Literal constants expand to the vector type of their context, so the constant
"1" may silently propagate to float4(1,1,1,1) if needed:

// will promote to ( a + float4(1,1,1,1) ) / float4(2,2,2,2)
float4 result = ( a + 1 ) / 2;

Of course you can apply a swizzle to a propagated constant

// no syntax error (why should it?)
float4 result = (1).xyzw; 

Some intrinsic functions like dot and cross products are available.
Matrix multiplcation is done with mul.

float4 result = mul( matrix, vector );
float3 result = cross( v1, v2 );


That's for the basics. Cg/HLSL is familiar already to a number of people, so in
one scoop, you'd obviate the need for a large number of people (basically the
non-scientific crowd) to write their own matrix/vector classes and give them a
familiar syntax to boot.

I'd envision that a sufficiently endowed compiler could generate code for the
laguage features even if the target platform has no SIMD hardware; much in the
same spirit of a float-emulator when native hardware is not available.
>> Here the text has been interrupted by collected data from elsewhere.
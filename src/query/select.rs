//! SELECT builder with column projection and JOIN composition.
//!
//! The builder only assembles projection, FROM and JOIN clauses (plus an
//! optional `LIMIT` for previews). Every table and column identifier is quoted
//! exactly once; join conditions are trusted SQL fragments and are emitted
//! as given.

use serde::{Deserialize, Serialize};
use std::fmt;
use std::str::FromStr;
use tracing::warn;

use super::format::DEFAULT_DELIMITER;
use crate::error::QueryError;
use crate::types::quote_identifier;

/// Condition emitted for joins configured without one.
pub const UNCONDITIONAL_JOIN: &str = "1=1";

/// Kind of JOIN clause.
#[derive(Debug, Clone, Copy, PartialEq, Eq, Default, Serialize, Deserialize)]
#[serde(from = "String", into = "String")]
pub enum JoinType {
    Inner,
    #[default]
    Left,
    Right,
    Full,
    Cross,
}

impl JoinType {
    /// SQL keyword sequence for this join.
    pub fn as_sql(&self) -> &'static str {
        match self {
            JoinType::Inner => "INNER JOIN",
            JoinType::Left => "LEFT JOIN",
            JoinType::Right => "RIGHT JOIN",
            JoinType::Full => "FULL JOIN",
            JoinType::Cross => "CROSS JOIN",
        }
    }

    /// Parse a join type, ignoring case and an optional trailing `JOIN`.
    ///
    /// Unrecognized text falls back to [`JoinType::Left`].
    pub fn parse(text: &str) -> Self {
        let normalized = text.trim().to_ascii_uppercase();
        let keyword = normalized
            .strip_suffix("JOIN")
            .unwrap_or(&normalized)
            .trim();

        match keyword {
            "INNER" => JoinType::Inner,
            "RIGHT" | "RIGHT OUTER" => JoinType::Right,
            "FULL" | "FULL OUTER" => JoinType::Full,
            "CROSS" => JoinType::Cross,
            _ => JoinType::Left,
        }
    }
}

impl FromStr for JoinType {
    type Err = std::convert::Infallible;

    fn from_str(s: &str) -> Result<Self, Self::Err> {
        Ok(JoinType::parse(s))
    }
}

impl fmt::Display for JoinType {
    fn fmt(&self, f: &mut fmt::Formatter<'_>) -> fmt::Result {
        f.write_str(self.as_sql())
    }
}

impl From<String> for JoinType {
    fn from(value: String) -> Self {
        JoinType::parse(&value)
    }
}

impl From<JoinType> for String {
    fn from(value: JoinType) -> Self {
        value.as_sql().to_string()
    }
}

/// One JOIN clause of a query.
#[derive(Debug, Clone, PartialEq, Eq, Serialize, Deserialize)]
#[serde(rename_all = "camelCase")]
pub struct JoinSpec {
    /// Table joined to the main table.
    pub target_table: String,
    /// Join kind; absent means `LEFT JOIN`.
    #[serde(default)]
    pub join_type: JoinType,
    /// Raw boolean expression placed after `ON`.
    #[serde(default)]
    pub condition: Option<String>,
}

impl JoinSpec {
    /// Create a join on `target_table` with an explicit condition.
    pub fn new(target_table: &str, join_type: JoinType, condition: &str) -> Self {
        Self {
            target_table: target_table.to_string(),
            join_type,
            condition: Some(condition.to_string()),
        }
    }

    /// Create a `LEFT JOIN` with no condition.
    pub fn unconditional(target_table: &str) -> Self {
        Self {
            target_table: target_table.to_string(),
            join_type: JoinType::default(),
            condition: None,
        }
    }

    /// The condition to emit, falling back to `1=1` when blank.
    pub fn effective_condition(&self) -> &str {
        match self.condition.as_deref().map(str::trim) {
            Some(cond) if !cond.is_empty() => cond,
            _ => UNCONDITIONAL_JOIN,
        }
    }

    fn to_sql(&self) -> String {
        if self.condition_is_blank() {
            warn!(
                table = %self.target_table,
                "Join has no condition; emitting ON 1=1"
            );
        }
        format!(
            "{} {} ON {}",
            self.join_type.as_sql(),
            quote_identifier(self.target_table.as_str()),
            self.effective_condition()
        )
    }

    fn condition_is_blank(&self) -> bool {
        self.condition
            .as_deref()
            .map_or(true, |cond| cond.trim().is_empty())
    }
}

/// Everything needed to derive one export or preview query.
#[derive(Debug, Clone, PartialEq, Eq)]
pub struct QuerySpec {
    pub main_table: String,
    /// Bare (`col`) or qualified (`table.col`) column references, in output order.
    pub columns: Vec<String>,
    pub joins: Vec<JoinSpec>,
    pub delimiter: char,
}

impl QuerySpec {
    /// Create a spec selecting `columns` from `main_table`.
    pub fn new<S: AsRef<str>>(main_table: &str, columns: &[S]) -> Self {
        Self {
            main_table: main_table.to_string(),
            columns: columns.iter().map(|c| c.as_ref().to_string()).collect(),
            joins: Vec::new(),
            delimiter: DEFAULT_DELIMITER,
        }
    }

    /// Append a join.
    #[must_use]
    pub fn join(mut self, join: JoinSpec) -> Self {
        self.joins.push(join);
        self
    }

    /// Set the output delimiter.
    #[must_use]
    pub fn delimiter(mut self, delimiter: char) -> Self {
        self.delimiter = delimiter;
        self
    }

    /// Check the required fields.
    ///
    /// # Errors
    ///
    /// `QueryError::EmptyTable` for a blank main table, `QueryError::NoColumns`
    /// when no column is selected.
    pub fn validate(&self) -> Result<(), QueryError> {
        if self.main_table.trim().is_empty() {
            return Err(QueryError::EmptyTable);
        }
        if self.columns.is_empty() {
            return Err(QueryError::NoColumns);
        }
        Ok(())
    }

    /// Build the SELECT statement for this spec.
    ///
    /// # Errors
    ///
    /// Propagates [`QuerySpec::validate`] failures.
    pub fn to_sql(&self) -> Result<String, QueryError> {
        build_select(&self.main_table, &self.columns, &self.joins)
    }

    /// A [`SelectQuery`] builder seeded from this spec.
    pub fn select(&self) -> SelectQuery {
        SelectQuery {
            main_table: self.main_table.clone(),
            columns: self.columns.clone(),
            joins: self.joins.clone(),
            limit: None,
        }
    }
}

/// Builder for SELECT statements.
///
/// # Example
///
/// ```
/// use clickflat::query::{JoinSpec, JoinType, SelectQuery};
///
/// let sql = SelectQuery::new("users")
///     .columns(&["users.id", "orders.total"])
///     .join(JoinSpec::new("orders", JoinType::Left, "users.id=orders.uid"))
///     .limit(10)
///     .build()
///     .unwrap();
///
/// assert_eq!(
///     sql,
///     "SELECT `users`.`id`,`orders`.`total` FROM `users` \
///      LEFT JOIN `orders` ON users.id=orders.uid LIMIT 10"
/// );
/// ```
#[derive(Debug, Clone, Default)]
pub struct SelectQuery {
    main_table: String,
    columns: Vec<String>,
    joins: Vec<JoinSpec>,
    limit: Option<u64>,
}

impl SelectQuery {
    /// Start a query against `main_table`.
    pub fn new(main_table: &str) -> Self {
        Self {
            main_table: main_table.to_string(),
            ..Default::default()
        }
    }

    /// Append columns to the projection.
    #[must_use]
    pub fn columns<S: AsRef<str>>(mut self, columns: &[S]) -> Self {
        self.columns
            .extend(columns.iter().map(|c| c.as_ref().to_string()));
        self
    }

    /// Append a join clause.
    #[must_use]
    pub fn join(mut self, join: JoinSpec) -> Self {
        self.joins.push(join);
        self
    }

    /// Cap the number of returned rows.
    #[must_use]
    pub fn limit(mut self, limit: u64) -> Self {
        self.limit = Some(limit);
        self
    }

    /// Build the statement.
    ///
    /// # Errors
    ///
    /// `QueryError::EmptyTable`, `QueryError::NoColumns`, or
    /// `QueryError::InvalidLimit` for a zero limit.
    pub fn build(&self) -> Result<String, QueryError> {
        let mut sql = build_select(&self.main_table, &self.columns, &self.joins)?;
        if let Some(limit) = self.limit {
            if limit == 0 {
                return Err(QueryError::InvalidLimit);
            }
            sql.push_str(&format!(" LIMIT {limit}"));
        }
        Ok(sql)
    }
}

/// Build `SELECT <columns> FROM <main> [<joins>]`.
///
/// Qualified entries (`table.column`) keep their qualifier; bare entries are
/// qualified with `main_table`. An entry with more than one `.` or an empty
/// part is treated as a bare column name. Joins are emitted in order.
///
/// # Errors
///
/// `QueryError::EmptyTable` or `QueryError::NoColumns` before anything is built.
pub fn build_select<S: AsRef<str>>(
    main_table: &str,
    columns: &[S],
    joins: &[JoinSpec],
) -> Result<String, QueryError> {
    if main_table.trim().is_empty() {
        return Err(QueryError::EmptyTable);
    }
    if columns.is_empty() {
        return Err(QueryError::NoColumns);
    }

    let main = quote_identifier(main_table);
    let projection = columns
        .iter()
        .map(|column| qualify_column(&main, column.as_ref()))
        .collect::<Vec<_>>()
        .join(",");

    let mut sql = String::with_capacity(64 + projection.len());
    sql.push_str("SELECT ");
    sql.push_str(&projection);
    sql.push_str(" FROM ");
    sql.push_str(&main);

    for join in joins {
        sql.push(' ');
        sql.push_str(&join.to_sql());
    }

    Ok(sql)
}

/// Render one column reference, qualified by `quoted_main` when bare.
fn qualify_column(quoted_main: &str, column: &str) -> String {
    match column.split_once('.') {
        Some((table, name)) if !table.is_empty() && !name.is_empty() && !name.contains('.') => {
            format!("{}.{}", quote_identifier(table), quote_identifier(name))
        }
        _ => format!("{}.{}", quoted_main, quote_identifier(column)),
    }
}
Anyway, these are only points to kick off a discussion. Obvioulsy I'd like D to
move into a direction where it is useful for me (As you may infer from my other
posts :) )
Jul 12 2006
next sibling parent reply "Craig Black" <cblack ara.com> writes:
Good ideas.  Perhaps it would be easier to integrate Cg/HLSL w/ D so that 
they could work well together.  Perhaps Cg/HLSL code could  be inlined like 
assembler.  That way the full functionality of these languages could be 
leveraged.  I don't know how difficult this would be to implement though.

-Craig

"cschueler" <cschueler_member pathlink.com> wrote in message 
news:e93n8a$27cl$1 digitaldaemon.com...
 Hi list,
 I'll throw in a suggestion for extending D when no other worries are left 
 over.

 Why not incorporate the 4-way SIMD (single instruction multiple data) 
 vectors,
 which are available in hardware by now on virtually every platform, by 
 means of
 builtin types in the same syntax as in Cg (Nvidia's C for graphics) resp. 
 HLSL
 (high-level shading language).

 The rationale should be quite easy: the hardware can do it, so in the same 
 sense
 as D is enthusiastic of supporting 80-bit floats, it could as well map 
 these
 capapilites to language primitives.

 Here is in very compressed form what it currently looks like in Cg.
 You can define vectors like this:

 float2 a;
 float3 b;
 float4 c;

 matrices like this:

 float2x2 A;
 float3x4 B;
 float4x4 C;

 Add/Sub/Mul/Div/Compare and math functions like sqrt(), sin(), exp() etc,
 operate element wise. So in Cg

 float4 result = a < b;

 results in a float4 the elements of which are set to the comparison 
 results of
 the individual elemens (0 or 1). (I've seen in the archives one thread of 
 a
 discussion that the return type opCmp is fixed to bool so this behavior 
 might
 confilct with some existing language spec. Mind however that SIMD compare
 capability is very useful for muxing constructs.)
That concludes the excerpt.